En cuanto levantó la tapa, el arqueólogo abrió mucho los ojos. Colocó un paño sobre la mesa y con mucha precaución fue sacando las monedas de oro
y
plata
y
dejándolas en el paño. Había siete.

—Tendría que haberte dejado pagar la cena —dijo.

—Vaya, vaya... ¿Es oro de verdad? —preguntó Loren, que había cogido una de las monedas de oro. Pesaba.

—Sí. Parecen acuñadas en una ceca otomana —respondió Ruppé mientras examinaba la inscripción que llevaban estampada—. Había varias cecas por todo el imperio.

—¿Entiende lo que pone? —preguntó ella, admirada por la elegante escritura árabe.

—Diría que «
AllahuAkbar
...», que significa «Dios es grande».

Ruppé atravesó la habitación y recorrió con la vista una de las estanterías llenas de libros hasta que sacó un grueso volumen encuadernado en cuero. Pasó las páginas y se detuvo en una en la que había varias fotos de monedas antiguas. Comparó una de las imágenes con las monedas colocadas en el paño y asintió complacido.

—¿Igual? —preguntó Pitt.

—Exacta. Idéntica a las monedas que se acuñaron en Siria durante el siglo
XVI
. Enhorabuena, Dirk; es probable que hayas encontrado un pecio otomano de la época de Soleimán el Magnífico.

—¿Quién es Soleimán? —preguntó Loren.

—Uno de los más famosos y admirados sultanes otomanos, únicamente superado tal vez por el fundador del imperio, Osman I. Durante su reinado, a mediados del siglo
XV
, expandió el imperio por el sudeste europeo, Oriente Próximo y el norte de África.

—Quizá esto era un regalo o una ofrenda para el sultán —dijo Pitt. Sacó la caja de cerámica de la bolsa y retiró con cuidado la toalla que la envolvía.

A Loren se le iluminaron los ojos al ver el intrincado diseño en azul, rojo y blanco que decoraba la tapa.

—Qué preciosidad...

—Los antiguos artesanos musulmanes hacían maravillas con los azulejos y la cerámica —dijo Ruppé—. Pero nunca había visto nada parecido.

Acercó la caja a la luz para observarla con atención. En uno de los lados había una pequeña grieta irregular. La frotó con el dedo.

—El diseño es similar a otros objetos que se conocen como utensilios de Damasco. Es un dibujo de los antiguos y muy conocidos hornos de Iznik, en Turquía.

Quitó la tapa con delicadeza y sacó la corona cubierta de adherencias marinas.

—Dios mío —murmuró Loren acercándose un poco más.

Ruppé no estaba menos impresionado.

—Esto no es algo que uno vea todos los días... —Colocó la corona debajo de un flexo. Cogió una cureta y arrancó unas partículas de sedimento—. Bastará un buen fregado para que quede la mar de limpia. —Al observarla un poco más de cerca, frunció el entrecejo—. Qué curioso —dijo.

—¿Qué? —preguntó Loren.

—Diría que hay una inscripción en el borde interior. Solo alcanzo a ver unas pocas letras, pero parece que es latín.

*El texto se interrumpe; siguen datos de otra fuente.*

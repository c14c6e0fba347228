pub type DocId = u64;
pub type TermFrequency = u64;
pub type Score = f64;

use thiserror::Error;

/// Errors surfaced while building index structures.
///
/// Traversal-time anomalies (a query term missing from the index, a posting
/// stream running out mid-query) are absorbed by the search algorithms and
/// never reach this type: an empty ranking means "no results", an
/// `IndexError` means the posting data itself is invalid.
#[derive(Error, Debug)]
pub enum IndexError {
    /// The same document was inserted twice for one term.
    #[error("duplicate posting for document {docid}")]
    DuplicateDocument { docid: DocId },

    /// A document id colliding with (or beyond) the sentinel bound D.
    #[error("document {docid} collides with the sentinel bound {bound}")]
    SentinelCollision { docid: DocId, bound: DocId },

    /// Document ids start at 1; 0 is not addressable.
    #[error("document id 0 is reserved")]
    ZeroDocument,

    /// A posting that claims a term occurs zero times.
    #[error("zero frequency recorded for document {docid}")]
    ZeroFrequency { docid: DocId },

    #[error("I/O error: {0}")]
    Io(#[from] std::io::Error),

    #[error("error while encoding the index: {0}")]
    Encode(String),

    #[error("error while decoding the index: {0}")]
    Decode(String),
}

pub type Result<T> = std::result::Result<T, IndexError>;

—No tiene mucho sentido —opinó Loren.

—No —convino el arqueólogo—. Lo sabremos a ciencia cierta después de la limpieza. Sería una pista magnífica para identificar su origen.

—Sabía que habíamos venido al lugar adecuado —intervino Pitt.

—Tu pecio tal vez guarde más de un misterio —dijo Ruppé.

Loren miró la corona con ojos somnolientos y contuvo un bostezo.

—Me temo que es muy tarde para vosotros —comentó Ruppé. Guardó la corona en una caja de seguridad empotrada en una pared y a continuación puso el cofre, las monedas y la caja de cerámica en un cubo de plástico con agua dulce—. Estoy deseando examinar a fondo estos objetos con la ayuda de mis colegas en cuanto regrese de Roma.